__Required action__.
Each of the lines below must be written out exactly as shown.

__Source data__.
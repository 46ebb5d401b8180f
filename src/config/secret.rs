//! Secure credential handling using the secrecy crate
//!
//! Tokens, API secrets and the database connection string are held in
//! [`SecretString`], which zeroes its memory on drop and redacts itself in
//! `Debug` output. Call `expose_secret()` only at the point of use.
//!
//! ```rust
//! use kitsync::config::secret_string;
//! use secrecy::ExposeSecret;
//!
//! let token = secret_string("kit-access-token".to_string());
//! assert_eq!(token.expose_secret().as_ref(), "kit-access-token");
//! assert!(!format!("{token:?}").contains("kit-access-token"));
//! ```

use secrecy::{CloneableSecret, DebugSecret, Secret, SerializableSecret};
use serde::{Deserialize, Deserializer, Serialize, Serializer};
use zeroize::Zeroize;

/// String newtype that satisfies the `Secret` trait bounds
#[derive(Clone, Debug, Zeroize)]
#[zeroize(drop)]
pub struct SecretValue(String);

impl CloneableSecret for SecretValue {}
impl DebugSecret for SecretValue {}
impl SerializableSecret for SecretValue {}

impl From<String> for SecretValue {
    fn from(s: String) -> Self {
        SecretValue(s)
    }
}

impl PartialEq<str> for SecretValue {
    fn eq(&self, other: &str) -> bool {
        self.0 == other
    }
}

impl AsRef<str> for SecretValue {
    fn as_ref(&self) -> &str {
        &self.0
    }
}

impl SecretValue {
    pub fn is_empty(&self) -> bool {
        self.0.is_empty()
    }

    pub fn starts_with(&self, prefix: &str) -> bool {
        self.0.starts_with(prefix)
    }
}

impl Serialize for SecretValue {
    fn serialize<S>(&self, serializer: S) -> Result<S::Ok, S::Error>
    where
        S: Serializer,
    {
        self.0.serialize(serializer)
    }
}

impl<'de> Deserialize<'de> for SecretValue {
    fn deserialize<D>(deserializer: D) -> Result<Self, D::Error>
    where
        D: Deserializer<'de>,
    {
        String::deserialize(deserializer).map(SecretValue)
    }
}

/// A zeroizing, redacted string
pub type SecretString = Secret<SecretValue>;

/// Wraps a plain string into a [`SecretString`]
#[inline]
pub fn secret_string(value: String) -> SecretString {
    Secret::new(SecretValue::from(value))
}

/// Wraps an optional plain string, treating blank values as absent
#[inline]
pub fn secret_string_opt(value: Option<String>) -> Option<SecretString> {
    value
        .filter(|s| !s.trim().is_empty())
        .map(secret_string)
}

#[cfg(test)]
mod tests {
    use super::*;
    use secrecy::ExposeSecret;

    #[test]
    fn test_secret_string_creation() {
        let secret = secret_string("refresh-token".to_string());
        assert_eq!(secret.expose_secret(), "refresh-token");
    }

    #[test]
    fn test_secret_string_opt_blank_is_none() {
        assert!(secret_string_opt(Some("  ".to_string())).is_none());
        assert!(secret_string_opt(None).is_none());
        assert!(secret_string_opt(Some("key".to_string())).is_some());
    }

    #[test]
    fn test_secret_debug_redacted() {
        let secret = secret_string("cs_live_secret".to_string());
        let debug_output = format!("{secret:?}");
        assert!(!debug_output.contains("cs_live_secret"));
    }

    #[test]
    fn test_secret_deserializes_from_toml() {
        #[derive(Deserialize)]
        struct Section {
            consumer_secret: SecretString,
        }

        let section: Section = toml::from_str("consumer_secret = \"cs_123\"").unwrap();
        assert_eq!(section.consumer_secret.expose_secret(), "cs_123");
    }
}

__Your response__.
repository 46ebb5d401b8180f
filename src/config/secret.rs
//! Secure credential handling using the secrecy crate
//!
//! Tokens, API secrets and the database connection string are held in
//! [`SecretString`], which zeroes its memory on drop and redacts itself in
//! `Debug` output. Call `expose_secret()` only at the point of use.
//!
//! ```rust
//! use kitsync::config::secret_string;
//! use secrecy::ExposeSecret;
//!
//! let token = secret_string("kit-access-token".to_string());
//! assert_eq!(token.expose_secret().as_ref(), "kit-access-token");
//! assert!(!format!("{token:?}").contains("kit-access-token"));
//! ```

use secrecy::{CloneableSecret, DebugSecret, Secret, SerializableSecret};
use serde::{Deserialize, Deserializer, Serialize, Serializer};
use zeroize::Zeroize;

/// String newtype that satisfies the `Secret` trait bounds
#[derive(Clone, Debug, Zeroize)]
#[zeroize(drop)]
pub struct SecretValue(String);

impl CloneableSecret for SecretValue {}
impl DebugSecret for SecretValue {}
impl SerializableSecret for SecretValue {}

impl From<String> for SecretValue {
    fn from(s: String) -> Self {
        SecretValue(s)
    }
}

impl PartialEq<str> for SecretValue {
    fn eq(&self, other: &str) -> bool {
        self.0 == other
    }
}

impl AsRef<str> for SecretValue {
    fn as_ref(&self) -> &str {
        &self.0
    }
}

impl SecretValue {
    pub fn is_empty(&self) -> bool {
        self.0.is_empty()
    }

    pub fn starts_with(&self, prefix: &str) -> bool {
        self.0.starts_with(prefix)
    }
}

impl Serialize for SecretValue {
    fn serialize<S>(&self, serializer: S) -> Result<S::Ok, S::Error>
    where
        S: Serializer,
    {
        self.0.serialize(serializer)
    }
}

impl<'de> Deserialize<'de> for SecretValue {
    fn deserialize<D>(deserializer: D) -> Result<Self, D::Error>
    where
        D: Deserializer<'de>,
    {
        String::deserialize(deserializer).map(SecretValue)
    }
}

/// A zeroizing, redacted string
pub type SecretString = Secret<SecretValue>;

/// Wraps a plain string into a [`SecretString`]
#[inline]
pub fn secret_string(value: String) -> SecretString {
    Secret::new(SecretValue::from(value))
}

/// Wraps an optional plain string, treating blank values as absent
#[inline]
pub fn secret_string_opt(value: Option<String>) -> Option<SecretString> {
    value
        .filter(|s| !s.trim().is_empty())
        .map(secret_string)
}

#[cfg(test)]
mod tests {
    use super::*;
    use secrecy::ExposeSecret;

    #[test]
    fn test_secret_string_creation() {
        let secret = secret_string("refresh-token".to_string());
        assert_eq!(secret.expose_secret(), "refresh-token");
    }

    #[test]
    fn test_secret_string_opt_blank_is_none() {
        assert!(secret_string_opt(Some("  ".to_string())).is_none());
        assert!(secret_string_opt(None).is_none());
        assert!(secret_string_opt(Some("key".to_string())).is_some());
    }

    #[test]
    fn test_secret_debug_redacted() {
        let secret = secret_string("cs_live_secret".to_string());
        let debug_output = format!("{secret:?}");
        assert!(!debug_output.contains("cs_live_secret"));
    }

    #[test]
    fn test_secret_deserializes_from_toml() {
        #[derive(Deserialize)]
        struct Section {
            consumer_secret: SecretString,
        }

        let section: Section = toml::from_str("consumer_secret = \"cs_123\"").unwrap();
        assert_eq!(section.consumer_secret.expose_secret(), "cs_123");
    }
}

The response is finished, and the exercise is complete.